Em 1933, Arendt se afastou da filosofia para lutar pela resistência
antinazista. Foi presa pela Gestapo e depois de passar oito dias na prisão,
resolveu deixar seu país natal. Em Paris, permaneceu seis anos trabalhando
com crianças judias expatriadas.
Em 1941, foi para os Estados Unidos, onde fixou residência,
naturalizando-se americana em 1951, já que em 1937 o regime nazista lhe
retirou a nacionalidade. Aí escreveu “Origem do Totalitarismo” (1951), A
Condição Humana (1958) e “Eichmann em Jerusalém” (1963).
De 1963 a 1967, Hannah Arendt lecionou na Universidade de Chicago.

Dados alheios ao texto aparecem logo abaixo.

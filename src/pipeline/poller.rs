//! Task poller: leases due exports in batches and refreshes their remote
//! state with exponential backoff.
//!
//! Errors from the remote adapter never propagate; they are written onto the
//! affected export and retried on a later tick. Only `deadline_at` can turn
//! a stuck task into TIMED_OUT.

use chrono::Utc;
use tracing::{debug, warn};

use crate::db::DbPool;
use crate::entity::export;
use crate::error::AppResult;
use crate::models::ExportState;
use crate::services::TaskService;

/// One poll pass: lease due exports (optionally scoped to a job) and query
/// each. Returns how many exports were examined.
pub async fn run_poll_pass(
    db: &DbPool,
    tasks: &dyn TaskService,
    job_id: Option<&str>,
) -> AppResult<usize> {
    let due = db.lease_due_exports(job_id).await?;
    debug!("Updating status for {} due export(s)", due.len());
    for row in &due {
        poll_export(db, tasks, row).await?;
    }
    Ok(due.len())
}

/// Query the remote state of one leased export and write the outcome back.
pub async fn poll_export(
    db: &DbPool,
    tasks: &dyn TaskService,
    row: &export::Model,
) -> AppResult<()> {
    // Double check in case a terminal row was handed in.
    match ExportState::parse(&row.state) {
        Some(state) if state.is_terminal() => return Ok(()),
        _ => {}
    }

    if let Some(deadline) = row.deadline_at {
        if deadline < Utc::now() {
            warn!("Export {} is past its deadline, marking TIMED_OUT", row.id);
            return db.mark_export_timed_out(&row.id).await;
        }
    }

    let Some(task_id) = row.task_id.as_deref() else {
        // Submission never yielded a handle; nothing to query.
        return db
            .record_poll_error(&row.id, "Export has no remote task handle")
            .await;
    };

    let status = match tasks.task_status(task_id).await {
        Ok(status) => status,
        Err(e) => {
            // Transient: back off and try again later.
            return db.record_poll_error(&row.id, &e.to_string()).await;
        }
    };

    match ExportState::project(&status.status) {
        ExportState::Running => db.record_poll_running(&row.id, &status.status).await,
        ExportState::Completed => {
            db.record_poll_terminal(&row.id, ExportState::Completed, &status.status, None)
                .await
        }
        ExportState::Failed => {
            db.record_poll_terminal(
                &row.id,
                ExportState::Failed,
                &status.status,
                status.error.as_deref(),
            )
            .await
        }
        ExportState::Unknown => {
            db.record_poll_unknown(
                &row.id,
                &status.status,
                &format!("Unknown state {}", status.status),
            )
            .await
        }
        // project() never yields TIMED_OUT.
        ExportState::TimedOut => Ok(()),
    }
}
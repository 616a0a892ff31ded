//! Database queries for job reports.

use chrono::Utc;
use sea_orm::{ActiveModelTrait, ColumnTrait, EntityTrait, QueryFilter, Set};

use crate::entity::report::{self, ActiveModel, Entity as Report};
use crate::error::{AppError, AppResult};
use crate::models::ReportStatus;

use super::DbPool;

impl DbPool {
    /// The job's report row, if one exists (at most one per job).
    pub async fn get_report_for_job(&self, job_id: &str) -> AppResult<Option<report::Model>> {
        let result = Report::find()
            .filter(report::Column::JobId.eq(job_id))
            .one(self.connection())
            .await
            .map_err(|e| AppError::Database(format!("Failed to get report: {}", e)))?;

        Ok(result)
    }

    /// Create the report row on first delivery attempt, or bump `attempts`
    /// on a retry.
    pub async fn create_or_bump_report(&self, job_id: &str) -> AppResult<report::Model> {
        let now = Utc::now();
        match self.get_report_for_job(job_id).await? {
            Some(existing) => {
                let attempts = existing.attempts + 1;
                let mut active: ActiveModel = existing.into();
                active.attempts = Set(attempts);
                active.updated_at = Set(now);
                let result = active
                    .update(self.connection())
                    .await
                    .map_err(|e| AppError::Database(format!("Failed to bump report: {}", e)))?;
                Ok(result)
            }
            None => {
                let model = ActiveModel {
                    job_id: Set(job_id.to_string()),
                    status: Set(ReportStatus::Pending.as_str().to_string()),
                    attempts: Set(1),
                    last_error: Set(None),
                    created_at: Set(now),
                    updated_at: Set(now),
                    ..Default::default()
                };
                let result = model
                    .insert(self.connection())
                    .await
                    .map_err(|e| AppError::Database(format!("Failed to insert report: {}", e)))?;
                Ok(result)
            }
        }
    }

    /// Update a report's status and last error.
    pub async fn set_report_status(
        &self,
        report_id: i32,
        status: ReportStatus,
        last_error: Option<&str>,
    ) -> AppResult<report::Model> {
        let report = Report::find_by_id(report_id)
            .one(self.connection())
            .await
            .map_err(|e| AppError::Database(format!("Failed to get report: {}", e)))?
            .ok_or_else(|| AppError::NotFound(format!("Report {}", report_id)))?;

        let mut active: ActiveModel = report.into();
        active.status = Set(status.as_str().to_string());
        active.last_error = Set(last_error.map(|e| e.to_string()));
        active.updated_at = Set(Utc::now());

        let result = active
            .update(self.connection())
            .await
            .map_err(|e| AppError::Database(format!("Failed to update report: {}", e)))?;

        Ok(result)
    }
}
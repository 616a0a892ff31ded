//! SeaORM database migrations.
//!
//! Schema-builder DSL only, so the same migrations run on the embedded
//! SQLite engine and on PostgreSQL.

pub use sea_orm_migration::prelude::*;

mod m20250610_000001_create_jobs;
mod m20250610_000002_create_exports;
mod m20250610_000003_create_modis;
mod m20250610_000004_create_reports;
mod m20250610_000005_create_website_updates;
mod m20250610_000006_create_file_transfers;

pub struct Migrator;

#[async_trait::async_trait]
impl MigratorTrait for Migrator {
    fn migrations() -> Vec<Box<dyn MigrationTrait>> {
        vec![
            Box::new(m20250610_000001_create_jobs::Migration),
            Box::new(m20250610_000002_create_exports::Migration),
            Box::new(m20250610_000003_create_modis::Migration),
            Box::new(m20250610_000004_create_reports::Migration),
            Box::new(m20250610_000005_create_website_updates::Migration),
            Box::new(m20250610_000006_create_file_transfers::Migration),
        ]
    }
}
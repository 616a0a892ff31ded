//! Database queries for website update records.

use chrono::Utc;
use sea_orm::{ActiveModelTrait, ColumnTrait, EntityTrait, QueryFilter, Set};

use crate::entity::website_update::{self, ActiveModel, Entity as WebsiteUpdate};
use crate::error::{AppError, AppResult};
use crate::models::WebsiteUpdateStatus;

use super::DbPool;

impl DbPool {
    /// The job's website update row, if one exists (at most one per job).
    pub async fn get_website_update_for_job(
        &self,
        job_id: &str,
    ) -> AppResult<Option<website_update::Model>> {
        let result = WebsiteUpdate::find()
            .filter(website_update::Column::JobId.eq(job_id))
            .one(self.connection())
            .await
            .map_err(|e| AppError::Database(format!("Failed to get website update: {}", e)))?;

        Ok(result)
    }

    /// The website worker is idempotent: reuse the existing row when present.
    pub async fn get_or_create_website_update(
        &self,
        job_id: &str,
    ) -> AppResult<website_update::Model> {
        if let Some(existing) = self.get_website_update_for_job(job_id).await? {
            return Ok(existing);
        }

        let now = Utc::now();
        let model = ActiveModel {
            job_id: Set(job_id.to_string()),
            status: Set(WebsiteUpdateStatus::Pending.as_str().to_string()),
            pull_request_id: Set(None),
            pull_request_url: Set(None),
            attempts: Set(0),
            last_error: Set(None),
            created_at: Set(now),
            updated_at: Set(now),
            ..Default::default()
        };

        let result = model
            .insert(self.connection())
            .await
            .map_err(|e| AppError::Database(format!("Failed to insert website update: {}", e)))?;

        Ok(result)
    }

    /// Record a failed publication attempt; the row stays PENDING so a later
    /// tick retries.
    pub async fn record_website_attempt_failure(
        &self,
        job_id: &str,
        error: &str,
    ) -> AppResult<website_update::Model> {
        let row = self
            .get_website_update_for_job(job_id)
            .await?
            .ok_or_else(|| AppError::NotFound(format!("WebsiteUpdate for job {}", job_id)))?;

        let attempts = row.attempts + 1;
        let mut active: ActiveModel = row.into();
        active.attempts = Set(attempts);
        active.last_error = Set(Some(error.to_string()));
        active.updated_at = Set(Utc::now());

        let result = active
            .update(self.connection())
            .await
            .map_err(|e| AppError::Database(format!("Failed to record website attempt: {}", e)))?;

        Ok(result)
    }

    /// Mark the publication COMPLETED, recording the pull request when one
    /// was opened.
    pub async fn complete_website_update(
        &self,
        job_id: &str,
        pull_request_id: Option<String>,
        pull_request_url: Option<String>,
    ) -> AppResult<website_update::Model> {
        let row = self
            .get_website_update_for_job(job_id)
            .await?
            .ok_or_else(|| AppError::NotFound(format!("WebsiteUpdate for job {}", job_id)))?;

        let mut active: ActiveModel = row.into();
        active.status = Set(WebsiteUpdateStatus::Completed.as_str().to_string());
        active.pull_request_id = Set(pull_request_id);
        active.pull_request_url = Set(pull_request_url);
        active.updated_at = Set(Utc::now());

        let result = active
            .update(self.connection())
            .await
            .map_err(|e| AppError::Database(format!("Failed to complete website update: {}", e)))?;

        Ok(result)
    }

    /// Force a website update status (used for abnormal-state handling).
    pub async fn set_website_update_status(
        &self,
        job_id: &str,
        status: WebsiteUpdateStatus,
        last_error: Option<&str>,
    ) -> AppResult<website_update::Model> {
        let row = self
            .get_website_update_for_job(job_id)
            .await?
            .ok_or_else(|| AppError::NotFound(format!("WebsiteUpdate for job {}", job_id)))?;

        let mut active: ActiveModel = row.into();
        active.status = Set(status.as_str().to_string());
        if let Some(error) = last_error {
            active.last_error = Set(Some(error.to_string()));
        }
        active.updated_at = Set(Utc::now());

        let result = active
            .update(self.connection())
            .await
            .map_err(|e| AppError::Database(format!("Failed to set website status: {}", e)))?;

        Ok(result)
    }
}
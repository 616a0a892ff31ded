//! File transfer entity: pre-publication archive record for one table output.

use sea_orm::entity::prelude::*;

#[derive(Clone, Debug, PartialEq, DeriveEntityModel)]
#[sea_orm(table_name = "file_transfers")]
pub struct Model {
    #[sea_orm(primary_key)]
    pub id: i32,
    pub job_id: String,
    pub export_id: String,
    /// Where the export's output lands (the published location).
    #[sea_orm(column_type = "Text")]
    pub source_path: String,
    /// Archive location of the previous version; empty when none was found.
    #[sea_orm(column_type = "Text")]
    pub destination_path: String,
    /// HAS_ARCHIVE, NO_ARCHIVE, ROLLED_BACK
    pub status: String,
    pub created_at: DateTimeUtc,
    pub updated_at: DateTimeUtc,
}

#[derive(Copy, Clone, Debug, EnumIter, DeriveRelation)]
pub enum Relation {
    #[sea_orm(
        belongs_to = "super::job::Entity",
        from = "Column::JobId",
        to = "super::job::Column::Id",
        on_delete = "Cascade"
    )]
    Job,
    #[sea_orm(
        belongs_to = "super::export::Entity",
        from = "Column::ExportId",
        to = "super::export::Column::Id",
        on_delete = "Cascade"
    )]
    Export,
}

impl Related<super::job::Entity> for Entity {
    fn to() -> RelationDef {
        Relation::Job.def()
    }
}

impl Related<super::export::Entity> for Entity {
    fn to() -> RelationDef {
        Relation::Export.def()
    }
}

impl ActiveModelBehavior for ActiveModel {}
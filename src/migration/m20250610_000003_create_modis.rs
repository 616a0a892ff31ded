//! Create modis table (per-job upstream collection snapshots).

use sea_orm_migration::prelude::*;

#[derive(DeriveMigrationName)]
pub struct Migration;

#[async_trait::async_trait]
impl MigrationTrait for Migration {
    async fn up(&self, manager: &SchemaManager) -> Result<(), DbErr> {
        manager
            .create_table(
                Table::create()
                    .table(Modis::Table)
                    .if_not_exists()
                    .col(
                        ColumnDef::new(Modis::Id)
                            .integer()
                            .not_null()
                            .auto_increment()
                            .primary_key(),
                    )
                    .col(ColumnDef::new(Modis::JobId).string_len(36).not_null())
                    .col(ColumnDef::new(Modis::Name).string().not_null())
                    .col(ColumnDef::new(Modis::Collection).string().not_null())
                    .col(ColumnDef::new(Modis::Images).integer().not_null())
                    .col(ColumnDef::new(Modis::LastImage).string().not_null())
                    .col(
                        ColumnDef::new(Modis::CreatedAt)
                            .timestamp_with_time_zone()
                            .not_null(),
                    )
                    .col(
                        ColumnDef::new(Modis::UpdatedAt)
                            .timestamp_with_time_zone()
                            .not_null(),
                    )
                    .foreign_key(
                        ForeignKey::create()
                            .name("fk_modis_job_id")
                            .from(Modis::Table, Modis::JobId)
                            .to(Job::Table, Job::Id)
                            .on_delete(ForeignKeyAction::Cascade),
                    )
                    .to_owned(),
            )
            .await?;

        manager
            .create_index(
                Index::create()
                    .name("idx_modis_job_id")
                    .table(Modis::Table)
                    .col(Modis::JobId)
                    .to_owned(),
            )
            .await?;

        Ok(())
    }

    async fn down(&self, manager: &SchemaManager) -> Result<(), DbErr> {
        manager
            .drop_table(Table::drop().table(Modis::Table).to_owned())
            .await
    }
}

#[derive(DeriveIden)]
enum Modis {
    #[sea_orm(iden = "modis")]
    Table,
    Id,
    JobId,
    Name,
    Collection,
    Images,
    LastImage,
    CreatedAt,
    UpdatedAt,
}

#[derive(DeriveIden)]
enum Job {
    #[sea_orm(iden = "jobs")]
    Table,
    Id,
}
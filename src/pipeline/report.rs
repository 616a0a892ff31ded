//! Reporter: renders the end-of-job report and delivers it by mail.
//!
//! Guarded by a terminal job with a PENDING report. Delivery failures leave
//! the report PENDING with `last_error` set, so a later tick retries.

use std::collections::BTreeMap;
use std::str::FromStr;
use std::sync::OnceLock;

use serde::Serialize;
use tera::Tera;
use tracing::{debug, error, info};

use crate::config::EmailSettings;
use crate::db::{jobs::Stage, DbPool};
use crate::entity::export;
use crate::error::{AppError, AppResult};
use crate::models::{ExportKind, JobStatus, ReportStatus, StageStatus};
use crate::services::EmailService;

const TEXT_TEMPLATE: &str = include_str!("../../templates/report.txt");
const HTML_TEMPLATE: &str = include_str!("../../templates/report.html");

fn templates() -> &'static Tera {
    static TERA: OnceLock<Tera> = OnceLock::new();
    TERA.get_or_init(|| {
        let mut tera = Tera::default();
        tera.add_raw_template("report.txt", TEXT_TEMPLATE)
            .expect("text report template is valid");
        tera.add_raw_template("report.html", HTML_TEMPLATE)
            .expect("html report template is valid");
        tera
    })
}

#[derive(Debug, Serialize)]
struct TaskLine {
    name: String,
    state: String,
    error: Option<String>,
}

impl From<&export::Model> for TaskLine {
    fn from(row: &export::Model) -> Self {
        Self {
            name: row.name.clone(),
            state: row.state.clone(),
            error: row.error.clone(),
        }
    }
}

#[derive(Debug, Serialize)]
struct StatsPathGroup {
    path: String,
    completed: Vec<TaskLine>,
    failed: Vec<TaskLine>,
    other: Vec<TaskLine>,
}

#[derive(Debug, Serialize)]
struct SnapshotLine {
    name: String,
    collection: String,
    images: i32,
    last_image: String,
}

#[derive(Debug, Serialize)]
struct WebsiteLine {
    pull_request_id: Option<String>,
    pull_request_url: Option<String>,
    status: String,
}

#[derive(Debug, Serialize)]
struct ReportContext {
    job_id: String,
    short_id: String,
    job_status: String,
    image_export_status: String,
    stats_export_status: String,
    website_update_status: String,
    created_at: String,
    timezone: String,
    errors: Vec<String>,
    image_exports: Vec<TaskLine>,
    stats_groups: Vec<StatsPathGroup>,
    snapshots: Vec<SnapshotLine>,
    website: Option<WebsiteLine>,
}

/// Assemble the report context from the job, its exports (grouped by kind
/// and path), the upstream snapshots and the website update.
async fn build_context(db: &DbPool, job_id: &str) -> AppResult<ReportContext> {
    let job = db.require_job(job_id).await?;
    let exports = db.get_exports_for_job(job_id).await?;
    let snapshots = db.get_snapshots_for_job(job_id).await?;
    let website = db.get_website_update_for_job(job_id).await?;

    let image_exports: Vec<TaskLine> = exports
        .iter()
        .filter(|row| row.kind == ExportKind::Image.as_str())
        .map(TaskLine::from)
        .collect();

    let mut by_path: BTreeMap<String, StatsPathGroup> = BTreeMap::new();
    for row in exports
        .iter()
        .filter(|row| row.kind == ExportKind::Table.as_str())
    {
        let group = by_path
            .entry(row.path.clone())
            .or_insert_with(|| StatsPathGroup {
                path: row.path.clone(),
                completed: Vec::new(),
                failed: Vec::new(),
                other: Vec::new(),
            });
        match row.state.as_str() {
            "COMPLETED" => group.completed.push(TaskLine::from(row)),
            "FAILED" | "TIMED_OUT" => group.failed.push(TaskLine::from(row)),
            _ => group.other.push(TaskLine::from(row)),
        }
    }

    // Accumulated `|`-delimited errors become a list.
    let errors: Vec<String> = job
        .error
        .as_deref()
        .map(|raw| {
            raw.split(" | ")
                .map(str::trim)
                .filter(|part| !part.is_empty())
                .map(str::to_string)
                .collect()
        })
        .unwrap_or_default();

    // Timestamps are reported in the job's configured timezone.
    let created_at = match chrono_tz::Tz::from_str(&job.timezone) {
        Ok(tz) => job
            .created_at
            .with_timezone(&tz)
            .format("%Y-%m-%d %H:%M:%S")
            .to_string(),
        Err(_) => job.created_at.format("%Y-%m-%d %H:%M:%S").to_string(),
    };

    Ok(ReportContext {
        short_id: job.id.chars().take(8).collect(),
        job_id: job.id,
        job_status: job.job_status,
        image_export_status: job.image_export_status,
        stats_export_status: job.stats_export_status,
        website_update_status: job.website_update_status,
        created_at,
        timezone: job.timezone,
        errors,
        image_exports,
        stats_groups: by_path.into_values().collect(),
        snapshots: snapshots
            .into_iter()
            .map(|row| SnapshotLine {
                name: row.name,
                collection: row.collection,
                images: row.images,
                last_image: row.last_image,
            })
            .collect(),
        website: website.map(|row| WebsiteLine {
            pull_request_id: row.pull_request_id,
            pull_request_url: row.pull_request_url,
            status: row.status,
        }),
    })
}

fn render(context: &ReportContext) -> AppResult<(String, String)> {
    let tera_context = tera::Context::from_serialize(context)
        .map_err(|e| AppError::Report(format!("context error: {}", e)))?;
    let text = templates().render("report.txt", &tera_context)?;
    let html = templates().render("report.html", &tera_context)?;
    Ok((text, html))
}

/// Generate and deliver the report for a finished job.
pub async fn run_report_stage(
    db: &DbPool,
    email_settings: &EmailSettings,
    job_id: &str,
) -> AppResult<()> {
    let job = db.require_job(job_id).await?;

    // Report only once the job has finished and reporting is still pending.
    let job_done = matches!(
        JobStatus::parse(&job.job_status),
        Some(JobStatus::Completed) | Some(JobStatus::Failed)
    );
    let report_pending = StageStatus::parse(&job.report_status) == Some(StageStatus::Pending);
    if !job_done || !report_pending {
        debug!("Skipping report generation: job not finished or report not pending");
        return Ok(());
    }

    info!("Generating report for job {}", job_id);
    let record = db.create_or_bump_report(job_id).await?;

    let delivery = async {
        let context = build_context(db, job_id).await?;
        let (text, html) = render(&context)?;
        let subject = format!(
            "Snow pipeline job {} - {}",
            context.short_id, context.job_status
        );
        if email_settings.enable_email {
            let mailer = EmailService::new(email_settings)?;
            mailer.send_report(&subject, &text, &html).await?;
        } else {
            info!("Email reporting is disabled; report rendered but not sent");
        }
        Ok::<(), AppError>(())
    };

    match delivery.await {
        Ok(()) => {
            db.set_report_status(record.id, ReportStatus::Completed, None)
                .await?;
            db.set_stage_status(job_id, Stage::Report, StageStatus::Completed, None)
                .await?;
            info!("Report completed for job {}", job_id);
            Ok(())
        }
        Err(e) => {
            // Stays PENDING for an unbounded retry on a later tick.
            error!("Error generating report for job {}: {}", job_id, e);
            db.set_report_status(record.id, ReportStatus::Pending, Some(&e.to_string()))
                .await?;
            Ok(())
        }
    }
}
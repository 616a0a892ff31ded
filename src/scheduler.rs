//! Scheduler: two recurring triggers on one cooperative loop.
//!
//! The cron-based job initiator and the interval-based orchestration tick
//! run to completion on the same task, so overlapping firings are
//! structurally impossible. Missed interval ticks are coalesced; a cron
//! firing observed past its misfire grace window is skipped.

use std::path::Path;
use std::str::FromStr;
use std::sync::Arc;
use std::time::Duration;

use chrono::{DateTime, Utc};
use chrono_tz::Tz;
use tokio::time::MissedTickBehavior;
use tracing::{debug, error, info, warn};

use crate::error::{AppError, AppResult};
use crate::pipeline::{orchestrator, PipelineContext};

/// Grace window for a missed daily-job firing.
pub const DAILY_MISFIRE_GRACE: Duration = Duration::from_secs(300);
/// Grace window for a missed orchestration tick.
pub const TICK_MISFIRE_GRACE: Duration = Duration::from_secs(60);

/// Parse a standard 5-field crontab expression (`min hour dom month dow`).
pub fn parse_cron_expr(expr: &str) -> Result<cron::Schedule, String> {
    let fields: Vec<&str> = expr.split_whitespace().collect();
    if fields.len() != 5 {
        return Err(format!("expected 5 fields, got {}", fields.len()));
    }
    // The cron crate wants a seconds field up front.
    cron::Schedule::from_str(&format!("0 {}", fields.join(" "))).map_err(|e| e.to_string())
}

/// Write the liveness heartbeat: the current UTC timestamp, RFC 3339.
pub fn write_heartbeat(path: &Path) -> std::io::Result<()> {
    if let Some(parent) = path.parent() {
        std::fs::create_dir_all(parent)?;
    }
    std::fs::write(path, Utc::now().to_rfc3339())
}

/// Age of the heartbeat, when the file exists and parses.
pub fn heartbeat_age(path: &Path) -> Option<chrono::Duration> {
    let raw = std::fs::read_to_string(path).ok()?;
    let stamp = DateTime::parse_from_rfc3339(raw.trim()).ok()?;
    Some(Utc::now().signed_duration_since(stamp.with_timezone(&Utc)))
}

/// The blocking scheduler loop. Returns on SIGTERM/SIGINT after the
/// currently executing trigger finishes.
pub struct Scheduler {
    ctx: Arc<PipelineContext>,
    timezone: Tz,
    schedule: cron::Schedule,
    tick_interval: Duration,
    heartbeat_file: std::path::PathBuf,
}

impl Scheduler {
    pub fn new(ctx: Arc<PipelineContext>) -> AppResult<Self> {
        let automation = &ctx.settings.automation;
        let schedule = parse_cron_expr(&automation.daily_job.cron)
            .map_err(|e| AppError::InvalidInput(format!("invalid cron expression: {}", e)))?;
        let timezone = ctx.settings.timezone();
        let tick_interval =
            Duration::from_secs(automation.orchestration_job.interval_minutes * 60);
        let heartbeat_file = automation.heartbeat.heartbeat_file.clone();
        Ok(Self {
            ctx,
            timezone,
            schedule,
            tick_interval,
            heartbeat_file,
        })
    }

    fn next_fire(&self) -> Option<DateTime<Utc>> {
        self.schedule
            .upcoming(self.timezone)
            .next()
            .map(|dt| dt.with_timezone(&Utc))
    }

    /// Run until a shutdown signal arrives.
    pub async fn run(&self) -> AppResult<()> {
        info!(
            "Scheduler started (daily job: '{}' {}, tick: every {}s)",
            self.ctx.settings.automation.daily_job.cron,
            self.timezone,
            self.tick_interval.as_secs()
        );

        let mut ticker = tokio::time::interval(self.tick_interval);
        // Coalesce missed firings to one instead of catching up N times.
        ticker.set_missed_tick_behavior(MissedTickBehavior::Skip);
        // The first interval::tick resolves immediately; skip it so the
        // first orchestration happens one interval from startup.
        ticker.tick().await;

        let mut next_daily = self.next_fire();

        loop {
            // A schedule with no upcoming firing effectively never fires.
            let daily_wait = next_daily
                .map(|at| (at - Utc::now()).to_std().unwrap_or(Duration::ZERO))
                .unwrap_or(Duration::from_secs(86_400 * 365));

            tokio::select! {
                _ = ticker.tick() => {
                    self.run_tick_once().await;
                }
                _ = tokio::time::sleep(daily_wait) => {
                    if let Some(at) = next_daily {
                        self.run_daily_once(at).await;
                    }
                    next_daily = self.next_fire();
                }
                _ = shutdown_signal() => {
                    info!("Shutdown signal received, stopping scheduler");
                    break;
                }
            }
        }
        Ok(())
    }

    async fn run_tick_once(&self) {
        debug!("poll_and_orchestrate: start");
        if let Err(e) = orchestrator::run_tick(&self.ctx).await {
            error!("Orchestration tick failed: {}", e);
        }
        if let Err(e) = write_heartbeat(&self.heartbeat_file) {
            error!("Failed to write heartbeat: {}", e);
        }
        debug!("poll_and_orchestrate: end");
    }

    async fn run_daily_once(&self, scheduled_at: DateTime<Utc>) {
        let lateness = Utc::now().signed_duration_since(scheduled_at);
        if lateness.to_std().unwrap_or(Duration::ZERO) > DAILY_MISFIRE_GRACE {
            warn!(
                "Skipping daily job firing scheduled at {} ({}s past the grace window)",
                scheduled_at,
                lateness.num_seconds()
            );
            return;
        }
        info!("create_job: start");
        match orchestrator::init_job(&self.ctx).await {
            Ok(job_id) => info!("create_job: end ({})", job_id),
            Err(e) => error!("Daily job initiation failed: {}", e),
        }
    }
}

async fn shutdown_signal() {
    let ctrl_c = tokio::signal::ctrl_c();
    #[cfg(unix)]
    {
        let mut sigterm =
            tokio::signal::unix::signal(tokio::signal::unix::SignalKind::terminate())
                .expect("failed to install SIGTERM handler");
        tokio::select! {
            _ = ctrl_c => {}
            _ = sigterm.recv() => {}
        }
    }
    #[cfg(not(unix))]
    {
        let _ = ctrl_c.await;
    }
}

#[cfg(test)]
mod tests {
    use super::*;

    #[test]
    fn test_parse_cron_expr() {
        assert!(parse_cron_expr("0 2 * * *").is_ok());
        assert!(parse_cron_expr("*/5 * * * *").is_ok());
        assert!(parse_cron_expr("0 2 * *").is_err());
        assert!(parse_cron_expr("not a cron").is_err());
        assert!(parse_cron_expr("0 2 * * * *").is_err());
    }

    #[test]
    fn test_heartbeat_round_trip() {
        let dir = tempfile::tempdir().unwrap();
        let path = dir.path().join("nested").join("heartbeat.txt");
        write_heartbeat(&path).unwrap();
        let age = heartbeat_age(&path).unwrap();
        assert!(age.num_seconds() < 5);
    }

    #[test]
    fn test_heartbeat_age_of_missing_file() {
        let dir = tempfile::tempdir().unwrap();
        assert!(heartbeat_age(&dir.path().join("absent")).is_none());
    }

    #[test]
    fn test_heartbeat_age_of_garbage() {
        let dir = tempfile::tempdir().unwrap();
        let path = dir.path().join("heartbeat.txt");
        std::fs::write(&path, "not a timestamp").unwrap();
        assert!(heartbeat_age(&path).is_none());
    }
}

Mudou-se então para Nova Iorque, e trabalhou na New School for Social
Research, até sua morte, em 1975.
Contexto de Hannah Arendt
Suas primeiras publicações se dão nos meados do século XX, após as
duas grandes guerras mundiais. São marcantes em sua personalidade e em
seu pensamento as realidades trágicas de Hiroshima e de Auschwitz. Estes
eventos, reveladores da perda completa do senso de humanidade, levam-na a
pensar a perda ou renúncia ao exercício da responsabilidade individual, as
pessoas se escondendo atrás do anonimato para cometer o mal. Reflete ao
mesmo tempo sobre os riscos de uma sociedade centrada numa visão
instrumental da razão.
O modo dos existencialistas rechaça a metafísica, opondo-se à definição
de grandes verdades predefinidas, como a Razão, Deus e a Natureza. Busca
o sentido da responsabilidade de cada um pelo que ocorre no mundo, não se
podendo culpar Deus ou quem quer que seja pela ordem ou desordem dos
fatos.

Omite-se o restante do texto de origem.